Everyone is a kid at one point in their life, and most kids will experience some sort of trauma. When a child is exposed too much trauma it can cause long-term, or even lifelong setbacks, affecting social skills and key developmental growth. The book Understanding the Impact of Trauma and Urban Poverty on Family Systems: Risks, Resilience, and Interventions by Kathryn Collins discovered that Children growing up in urban poverty often display symptoms of complex PTSD, also referred to as Type II trauma disorder or Developmental Trauma Disorder. If repeated traumatic events occur, all that will come from it is a life full of stress and anticipation for worse to come. If that individual has faced only trauma and countless setbacks in life, then what else will they expect but more? Studies from the book showed that children in urban communities are exposed to violent crime in neighborhoods, gang/drug activity, house fires, incarceration, abuse, or even death of a family member. This can greatly impact a child later in life, such as suffering from attention/concentration, memory, or even academic or skill development problems. Children will also view the world as threatening and lack many skills and life lessons such as self-confidence, will have trust issues and an unbalanced nervous system. Today, adults with these traumas can be more aggressive or become more irritable with other functional impairments such as substance abuse, maintaining stable relationships, or suicidality.
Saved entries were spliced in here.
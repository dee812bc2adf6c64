// File: mockhub-common/src/models/filter.rs
//
// One filter abstraction for every topic kind. Each kind contributes a schema (its dimensions and
// whether each is required or optional); matching, topic URL reconstruction and storage are all
// driven by that table.

use std::collections::BTreeMap;
use url::Url;

use crate::error::Error;
use crate::models::event::WebhookEvent;
use crate::models::topic::TopicKind;

#[derive(Debug, Clone, Copy, PartialEq, Eq)]
pub enum Requirement {
    /// Always bound.
    Required,
    /// Bound or wildcard.
    Optional,
}

/// One attribute a filter can pin.
#[derive(Debug, Clone, Copy, PartialEq, Eq)]
pub struct Dimension {
    /// Query parameter name on the topic URL.
    pub param: &'static str,
    /// Store column and event attribute name.
    pub column: &'static str,
    pub requirement: Requirement,
}

const fn required(param: &'static str, column: &'static str) -> Dimension {
    Dimension { param, column, requirement: Requirement::Required }
}

const fn optional(param: &'static str, column: &'static str) -> Dimension {
    Dimension { param, column, requirement: Requirement::Optional }
}

#[derive(Debug)]
pub struct FilterSchema {
    pub kind: TopicKind,
    pub dimensions: &'static [Dimension],
    /// The topic URL must carry `first=1`.
    pub requires_first: bool,
    /// Columns of which at least one must be bound. Combinations leaving all of them
    /// wildcard can't exist in the store and are never queried.
    pub at_least_one_of: &'static [&'static str],
}

/// Every column a filter row can have, across all kinds.
pub const FILTER_COLUMNS: [&str; 7] = [
    "from_id",
    "to_id",
    "user_id",
    "extension_id",
    "broadcaster_id",
    "gifter_id",
    "gifter_name",
];

static SCHEMAS: [FilterSchema; 7] = [
    FilterSchema {
        kind: TopicKind::Follows,
        dimensions: &[optional("from_id", "from_id"), optional("to_id", "to_id")],
        requires_first: true,
        at_least_one_of: &["from_id", "to_id"],
    },
    FilterSchema {
        kind: TopicKind::StreamChanged,
        dimensions: &[required("user_id", "user_id")],
        requires_first: false,
        at_least_one_of: &[],
    },
    FilterSchema {
        kind: TopicKind::UserChanged,
        dimensions: &[required("id", "user_id")],
        requires_first: false,
        at_least_one_of: &[],
    },
    FilterSchema {
        kind: TopicKind::ExtensionTransaction,
        dimensions: &[required("extension_id", "extension_id")],
        requires_first: true,
        at_least_one_of: &[],
    },
    FilterSchema {
        kind: TopicKind::ModeratorChange,
        dimensions: &[required("broadcaster_id", "broadcaster_id"), optional("user_id", "user_id")],
        requires_first: true,
        at_least_one_of: &[],
    },
    FilterSchema {
        kind: TopicKind::BanChange,
        dimensions: &[required("broadcaster_id", "broadcaster_id"), optional("user_id", "user_id")],
        requires_first: true,
        at_least_one_of: &[],
    },
    FilterSchema {
        kind: TopicKind::SubscriptionEvent,
        dimensions: &[
            required("broadcaster_id", "broadcaster_id"),
            optional("user_id", "user_id"),
            optional("gifter_id", "gifter_id"),
            optional("gifter_name", "gifter_name"),
        ],
        requires_first: true,
        at_least_one_of: &[],
    },
];

impl TopicKind {
    pub fn filter_schema(&self) -> &'static FilterSchema {
        SCHEMAS
            .iter()
            .find(|schema| schema.kind == *self)
            .unwrap_or(&SCHEMAS[0])
    }
}

/// A single store predicate on one filter column.
#[derive(Debug, Clone, PartialEq, Eq)]
pub enum MatchTerm {
    /// `column = value`
    Equals { column: &'static str, value: String },
    /// `column IS NULL`
    Wildcard { column: &'static str },
}

impl MatchTerm {
    pub fn column(&self) -> &'static str {
        match self {
            MatchTerm::Equals { column, .. } | MatchTerm::Wildcard { column } => column,
        }
    }
}

/// A conjunction of terms; an event's candidate filters are the disjunction of its clauses.
#[derive(Debug, Clone, PartialEq, Eq)]
pub struct MatchClause {
    pub terms: Vec<MatchTerm>,
}

impl MatchClause {
    /// Evaluates the clause against an in-memory filter.
    pub fn is_satisfied_by(&self, filter: &Filter) -> bool {
        self.terms.iter().all(|term| match term {
            MatchTerm::Equals { column, value } => filter.value(column) == Some(value.as_str()),
            MatchTerm::Wildcard { column } => filter.value(column).is_none(),
        })
    }
}

impl FilterSchema {
    pub fn dimension(&self, column: &str) -> Option<&'static Dimension> {
        self.dimensions.iter().find(|dim| dim.column == column)
    }

    pub fn required_dimensions(&self) -> impl Iterator<Item = &'static Dimension> {
        self.dimensions
            .iter()
            .filter(|dim| dim.requirement == Requirement::Required)
    }

    pub fn optional_dimensions(&self) -> impl Iterator<Item = &'static Dimension> {
        self.dimensions
            .iter()
            .filter(|dim| dim.requirement == Requirement::Optional)
    }

    /// Builds the store query for `event`: required dimensions pinned to the event's values,
    /// and one clause per {bound, wildcard} assignment of the optional dimensions.
    ///
    /// An attribute the event doesn't carry is a concrete "absent" value: a clause binding it
    /// could never match a stored filter, so that assignment is skipped and only the wildcard
    /// assignment remains for it. An event missing a required attribute matches nothing.
    pub fn match_clauses(&self, event: &WebhookEvent) -> Vec<MatchClause> {
        if event.kind() != self.kind {
            return Vec::new();
        }

        let mut base = Vec::new();
        for dim in self.required_dimensions() {
            match event.attribute(dim.column) {
                Some(value) => base.push(MatchTerm::Equals {
                    column: dim.column,
                    value: value.to_string(),
                }),
                None => return Vec::new(),
            }
        }

        let optional: Vec<&Dimension> = self.optional_dimensions().collect();
        let mut clauses = Vec::new();

        'assignments: for mask in 0u32..(1u32 << optional.len()) {
            let mut terms = base.clone();
            for (i, dim) in optional.iter().enumerate() {
                if mask & (1 << i) == 0 {
                    terms.push(MatchTerm::Wildcard { column: dim.column });
                    continue;
                }
                match event.attribute(dim.column) {
                    Some(value) => terms.push(MatchTerm::Equals {
                        column: dim.column,
                        value: value.to_string(),
                    }),
                    None => continue 'assignments,
                }
            }

            if !self.at_least_one_of.is_empty() {
                let any_bound = terms.iter().any(|term| {
                    matches!(term, MatchTerm::Equals { column, .. } if self.at_least_one_of.contains(column))
                });
                if !any_bound {
                    continue;
                }
            }

            clauses.push(MatchClause { terms });
        }

        clauses
    }
}

/// A subscription's filter: each dimension of its kind is either bound to a value or wildcard.
#[derive(Debug, Clone, PartialEq, Eq)]
pub struct Filter {
    kind: TopicKind,
    bindings: BTreeMap<&'static str, String>,
}

impl Filter {
    /// A filter with every dimension wildcard.
    pub fn new(kind: TopicKind) -> Self {
        Self { kind, bindings: BTreeMap::new() }
    }

    /// Binds `column`, or makes it wildcard when `value` is `None`.
    pub fn set(&mut self, column: &str, value: Option<String>) -> Result<(), Error> {
        let dim = self.kind.filter_schema().dimension(column).ok_or_else(|| {
            Error::Parse(format!("'{}' is not a filter dimension of {}", column, self.kind))
        })?;
        match value {
            Some(v) => {
                self.bindings.insert(dim.column, v);
            }
            None => {
                self.bindings.remove(dim.column);
            }
        }
        Ok(())
    }

    pub fn with(mut self, column: &str, value: &str) -> Result<Self, Error> {
        self.set(column, Some(value.to_string()))?;
        Ok(self)
    }

    pub fn kind(&self) -> TopicKind {
        self.kind
    }

    pub fn schema(&self) -> &'static FilterSchema {
        self.kind.filter_schema()
    }

    /// Bound value of `column`; `None` is wildcard.
    pub fn value(&self, column: &str) -> Option<&str> {
        self.bindings.get(column).map(String::as_str)
    }

    pub fn bindings(&self) -> impl Iterator<Item = (&'static str, &str)> {
        self.bindings.iter().map(|(column, value)| (*column, value.as_str()))
    }

    /// True for every bound dimension equal to the event's attribute. Wildcards match anything,
    /// including an attribute the event doesn't carry.
    pub fn matches(&self, event: &WebhookEvent) -> bool {
        event.kind() == self.kind
            && self
                .bindings
                .iter()
                .all(|(column, value)| event.attribute(column) == Some(value.as_str()))
    }

    /// Rebuilds the topic URL this filter was subscribed with, query sorted by key.
    pub fn topic_url(&self) -> Result<Url, Error> {
        let schema = self.schema();
        let mut url = Url::parse(self.kind.base_url())?;

        let mut params: Vec<(&str, &str)> = Vec::new();
        if schema.requires_first {
            params.push(("first", "1"));
        }
        for dim in schema.dimensions {
            if let Some(value) = self.value(dim.column) {
                params.push((dim.param, value));
            }
        }
        params.sort_by(|a, b| a.0.cmp(b.0));

        url.query_pairs_mut().extend_pairs(params);
        Ok(url)
    }
}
Clinical studies aimed towards pregnant woman and specifically African American woman show that a lifetime of trauma exposure correlates directly to birth defects. A study conducted by Dawn Dailey found that African American women are more likely to deliver infants who are born too early, have lower birth weights, and die within their first year of life than infants of other races and ethnicities born in the US. In our society today, African American woman suffer the most trauma due to their apparent race and culture. Many women with greater lifetime trauma exposure lead to depressive symptoms, anxiety, stress, tobacco or alcohol use. Resorting to these habits and ways of coping is yet again an example if the exponential debt that individuals receive. Women who experienced these had a higher chance of premature rupture of membranes, infants born too early, lower birth weights, longer hospital stays during delivery, or death within the first year of life. During these pregnancies, they can develop anemia or some kind of infection such as a urinary tract infection, gonorrhea, chlamydia, or trichomonas. Women who experienced a robbery were more likely to deliver a low weight infant; women who have seen dead bodies were more likely to experience preterm labor, and women who experienced physical assault/death of a significant other were likely to be hospitalized longer. Trauma had proved to be a stressor on a baby before it was even born, almost like it was hereditary.

Trauma affects millions of new people every day and in many different ways but people in poverty are unable to cope, leading to health and psychological problems. It can affect someone’s education, people with disabilities, children, pregnant women, and unborn infants. Trauma affects everyone, every day, and it is hard for someone to ask or even receive help. It is a very sensitive subject, but it needs to be heard, which needs to be talked about. Trauma should be taken very seriously, and help should be provided for those unable to ask for it. Thankfully there are many alternatives to help cope with trauma and in turn will help with poverty.